Asset Class: Market and Economic Insights

U.S. midterms: Will a blue wave rock the boat?

U.S. midterm elections typically serve as a referendum on the first two years of a president’s term, often resulting in steep congressional losses for the president’s party. The 2018 election appears to be following a similar pattern, with the Democrats’ lead on a generic congressional ballot peaking in late 2017 when President Trump’s net disapproval rating was also at its highest. However, as the economy has maintained momentum through 2018, President Trump has gained popularity while the Democrats’ prospects have declined modestly.

Midterm elections: Congressional voter intentions track presidential polls

The U.S. House of Representatives tends to have significant turnover in party composition due to the short two-year terms for each member. Republicans currently hold a 23-person majority in the House but will need a strong showing in November to protect that majority. Inputting President Trump’s relatively low 41% average approval rating into a simple regression analysis of first-term presidents’ midterm election results (starting with John F. Kennedy) indicates Republicans are expected to lose 45 seats in the House. Considering they need to hold 23 seats, this analysis suggests the Democrats should be favored to take the House. Further, we think the Democrats’ chances are increased due to the actual results they have posted in special elections over the trailing year, particularly in Republican leaning districts in Pennsylvania, Kansas and Ohio. They have momentum and enthusiasm on their side, which should bring out their voters.

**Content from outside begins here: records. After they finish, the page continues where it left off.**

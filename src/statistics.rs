//! Descriptive statistics over the numeric columns of a table.

use color_eyre::Result;
use polars::prelude::*;
use tracing::debug;

/// Per-column descriptive statistics. `count` is the non-null count and
/// `missing` the null count; the two are computed independently.
#[derive(Clone, Debug, PartialEq)]
pub struct ColumnSummary {
    pub name: String,
    pub count: usize,
    pub mean: f64,
    pub std: f64,
    pub min: f64,
    pub q25: f64,
    pub median: f64,
    pub q75: f64,
    pub max: f64,
    pub missing: usize,
}

/// Summary of a table's numeric columns. A table without numeric columns is an
/// explicit variant rather than an empty list.
#[derive(Clone, Debug, PartialEq)]
pub enum SummaryReport {
    Table(Vec<ColumnSummary>),
    NoNumericColumns,
}

/// Non-null values of a numeric series as f64.
fn numeric_values(series: &Series) -> Result<Vec<f64>> {
    let casted = series.cast(&DataType::Float64)?;
    Ok(casted.f64()?.into_iter().flatten().collect())
}

/// Percentile by nearest sorted index; `sorted` must be ascending and non-empty.
fn percentile(sorted: &[f64], p: f64) -> f64 {
    let n = sorted.len();
    let idx = ((p / 100.0) * (n - 1) as f64).round() as usize;
    sorted[idx.min(n - 1)]
}

fn summarize_column(name: &str, series: &Series) -> Result<ColumnSummary> {
    let count = series.len() - series.null_count();
    let missing = series.null_count();
    let mean = series.mean().unwrap_or(f64::NAN);
    let std = series.std(1).unwrap_or(f64::NAN); // Sample std (ddof=1)

    let mut values = numeric_values(series)?;
    values.sort_by(|a, b| a.partial_cmp(b).unwrap_or(std::cmp::Ordering::Equal));

    let (min, q25, median, q75, max) = if values.is_empty() {
        (f64::NAN, f64::NAN, f64::NAN, f64::NAN, f64::NAN)
    } else {
        (
            values[0],
            percentile(&values, 25.0),
            percentile(&values, 50.0),
            percentile(&values, 75.0),
            values[values.len() - 1],
        )
    };

    Ok(ColumnSummary {
        name: name.to_string(),
        count,
        mean,
        std,
        min,
        q25,
        median,
        q75,
        max,
        missing,
    })
}

/// Summarizes every numeric column of the table. Nulls are excluded from all
/// statistics; only the missing count sees them.
pub fn summarize(df: &DataFrame) -> Result<SummaryReport> {
    let schema = df.schema();
    let numeric: Vec<String> = schema
        .iter()
        .filter(|(_, dtype)| dtype.is_numeric())
        .map(|(name, _)| name.to_string())
        .collect();

    if numeric.is_empty() {
        return Ok(SummaryReport::NoNumericColumns);
    }

    let mut rows = Vec::with_capacity(numeric.len());
    for name in &numeric {
        let series = df.column(name)?.as_materialized_series();
        rows.push(summarize_column(name, series)?);
    }
    debug!(columns = rows.len(), "summarized numeric columns");
    Ok(SummaryReport::Table(rows))
}

fn fmt_stat(v: f64) -> String {
    if v.is_nan() {
        "-".to_string()
    } else {
        format!("{:.2}", v)
    }
}

/// Renders the report as an aligned text table with 2-decimal statistics.
pub fn format_report(report: &SummaryReport) -> String {
    let rows = match report {
        SummaryReport::NoNumericColumns => {
            return "No numeric columns to summarize.".to_string();
        }
        SummaryReport::Table(rows) => rows,
    };

    const HEADERS: [&str; 10] = [
        "column", "count", "mean", "std", "min", "25%", "50%", "75%", "max", "missing",
    ];
    let mut cells: Vec<Vec<String>> = vec![HEADERS.iter().map(|h| h.to_string()).collect()];
    for r in rows {
        cells.push(vec![
            r.name.clone(),
            r.count.to_string(),
            fmt_stat(r.mean),
            fmt_stat(r.std),
            fmt_stat(r.min),
            fmt_stat(r.q25),
            fmt_stat(r.median),
            fmt_stat(r.q75),
            fmt_stat(r.max),
            r.missing.to_string(),
        ]);
    }

    let widths: Vec<usize> = (0..HEADERS.len())
        .map(|c| cells.iter().map(|row| row[c].len()).max().unwrap_or(0))
        .collect();

    let mut out = String::new();
    for row in &cells {
        let line: Vec<String> = row
            .iter()
            .zip(&widths)
            .enumerate()
            .map(|(c, (cell, w))| {
                // Left-align the column name, right-align the numbers.
                if c == 0 {
                    format!("{:<width$}", cell, width = w)
                } else {
                    format!("{:>width$}", cell, width = w)
                }
            })
            .collect();
        out.push_str(line.join("  ").trim_end());
        out.push('\n');
    }
    out
}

first term presidential midterm election outcomes

Republicans hold a stronger advantage in the Senate, where six-year terms mean fewer seats in play during a given election year. The current composition is 51 Republicans and 49 Democrats (including Independents who caucus with Democrats). However, the 2018 election map favors the GOP, with 26 Democratic seats up for reelection compared to only nine for Republicans. Thus, the odds of Democrats taking the Senate — while certainly realistic — are lower than their House chances.

We do have some concerns regarding a split government, as equity returns tend to underperform during these periods. One theory is that a split government slows down the response to bubbles and crises, as was clear during 2007–2008. However, the U.S. economy is on firm footing over the medium term, so we are less concerned with the composition of the government. Our concern would increase if the economy decelerates, as a sluggish government response would provide more downside.

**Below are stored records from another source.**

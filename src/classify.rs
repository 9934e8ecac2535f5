//! Partition a table's columns into numeric, categorical, and datetime roles.
//!
//! The datetime set includes any text column whose values all pass a permissive
//! date-parse probe, so a column may appear in both the categorical and datetime
//! sets. Which role is offered where is the chart configurator's decision.

use chrono::{NaiveDate, NaiveDateTime};
use polars::prelude::*;
use tracing::debug;

/// Column names grouped by inferred role. Order follows the table's schema.
/// Recomputed fresh from the current table on every pass; never cached.
#[derive(Clone, Debug, Default, PartialEq, Eq)]
pub struct ColumnRoles {
    pub numeric: Vec<String>,
    pub categorical: Vec<String>,
    pub datetime: Vec<String>,
}

impl ColumnRoles {
    pub fn has_datetime(&self) -> bool {
        !self.datetime.is_empty()
    }

    pub fn is_datetime(&self, name: &str) -> bool {
        self.datetime.iter().any(|c| c == name)
    }
}

/// Date/datetime formats accepted by the lenient probe, tried in order.
const DATE_FORMATS: [&str; 4] = ["%Y-%m-%d", "%Y/%m/%d", "%m/%d/%Y", "%d.%m.%Y"];
const DATETIME_FORMATS: [&str; 4] = [
    "%Y-%m-%d %H:%M:%S",
    "%Y-%m-%dT%H:%M:%S",
    "%Y-%m-%d %H:%M",
    "%Y-%m-%dT%H:%M:%S%.f",
];

/// Best-effort parse of a single value as a date or datetime.
/// Total function: unparseable input is `None`, never an error.
pub fn parse_datetime_lenient(value: &str) -> Option<NaiveDateTime> {
    let v = value.trim();
    if v.is_empty() {
        return None;
    }
    for fmt in DATETIME_FORMATS {
        if let Ok(dt) = NaiveDateTime::parse_from_str(v, fmt) {
            return Some(dt);
        }
    }
    for fmt in DATE_FORMATS {
        if let Ok(d) = NaiveDate::parse_from_str(v, fmt) {
            return d.and_hms_opt(0, 0, 0);
        }
    }
    None
}

fn is_numeric_dtype(dtype: &DataType) -> bool {
    dtype.is_numeric()
}

fn is_categorical_dtype(dtype: &DataType) -> bool {
    matches!(dtype, DataType::String | DataType::Categorical(..))
}

fn is_temporal_dtype(dtype: &DataType) -> bool {
    matches!(
        dtype,
        DataType::Date | DataType::Datetime(_, _) | DataType::Time
    )
}

/// True when every non-null value of a string column passes the date probe.
/// At least one non-null value is required; parse failures just exclude the column.
fn all_values_date_parseable(ca: &StringChunked) -> bool {
    let mut seen = false;
    for value in ca.into_iter().flatten() {
        if parse_datetime_lenient(value).is_none() {
            return false;
        }
        seen = true;
    }
    seen
}

/// Classifies every column of the table into {numeric, categorical, datetime}.
///
/// A column is numeric if its dtype is numeric; categorical if textual; datetime
/// if its dtype is temporal or, regardless of dtype, if all its values pass the
/// date probe. The sets may overlap (textual, fully date-parseable columns).
pub fn classify(df: &DataFrame) -> ColumnRoles {
    let mut roles = ColumnRoles::default();
    let schema = df.schema();

    for (name, dtype) in schema.iter() {
        let name = name.to_string();
        if is_numeric_dtype(dtype) {
            roles.numeric.push(name.clone());
        }
        if is_categorical_dtype(dtype) {
            roles.categorical.push(name.clone());
        }
        if is_temporal_dtype(dtype) {
            roles.datetime.push(name.clone());
        } else if let Ok(col) = df.column(&name) {
            // Probe any non-temporal column whose values can be read as text.
            if let Ok(ca) = col.cast(&DataType::String) {
                if let Ok(ca) = ca.str() {
                    if all_values_date_parseable(ca) {
                        roles.datetime.push(name.clone());
                    }
                }
            }
        }
    }

    debug!(
        numeric = roles.numeric.len(),
        categorical = roles.categorical.len(),
        datetime = roles.datetime.len(),
        "classified columns"
    );
    roles
}

/// Reparses a date-probe column's text values into a Date column, in place.
/// Values that fail the probe become null. Used when a datetime-set column is
/// chosen as a time axis before charting.
pub fn reparse_as_date(df: &mut DataFrame, name: &str) -> PolarsResult<()> {
    let dtype = df.column(name)?.dtype().clone();
    if is_temporal_dtype(&dtype) {
        return Ok(());
    }
    let epoch = NaiveDate::from_ymd_opt(1970, 1, 1).ok_or_else(|| {
        PolarsError::ComputeError("invalid epoch".into())
    })?;
    let ca = df.column(name)?.cast(&DataType::String)?;
    let ca = ca.str()?;
    let days: Vec<Option<i32>> = ca
        .into_iter()
        .map(|v| {
            v.and_then(parse_datetime_lenient)
                .map(|dt| (dt.date() - epoch).num_days() as i32)
        })
        .collect();
    let parsed = Series::new(name.into(), days).cast(&DataType::Date)?;
    df.with_column(parsed)?;
    Ok(())
}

Election outcomes and expected implications

Split government

Assessed likelihood: High
Expected market implications: Mostly priced in. Democrats will ramp up investigations into President Trump’s actions and strive to thwart his agenda wherever possible. Likely a stalemate for two years as both parties posture into the 2020 elections.

Republican hold

Assessed likelihood: Moderate
Expected market implications: Short-term positive. Potential for further tax reform and continued deregulation. Raises probability of Democrats moving further left in 2020, which would be negative for the U.S. market over the longer term.

Democrat sweep

Assessed likelihood: Moderate
Expected market implications: Short-term negative for the U.S. market and positive for international markets. Democrats will likely push for impeachment, but the necessary two-thirds supermajority in the Senate would make this a high hurdle. Democrats would attempt to blunt some of Trump’s hardline trade policies, particularly with current allies (and likely excluding China). Dollar negative as deficit spending likely to increase further.

Historical returns based on midterm elections

Conclusion

The midterm elections have the potential to shape U.S. policy over the coming years and thus we are watching them closely. However, we do not see the outcome of these elections disrupting the U.S. economy’s strong growth over the medium term and we remain comfortable with an overweight to U.S. equities in our portfolios.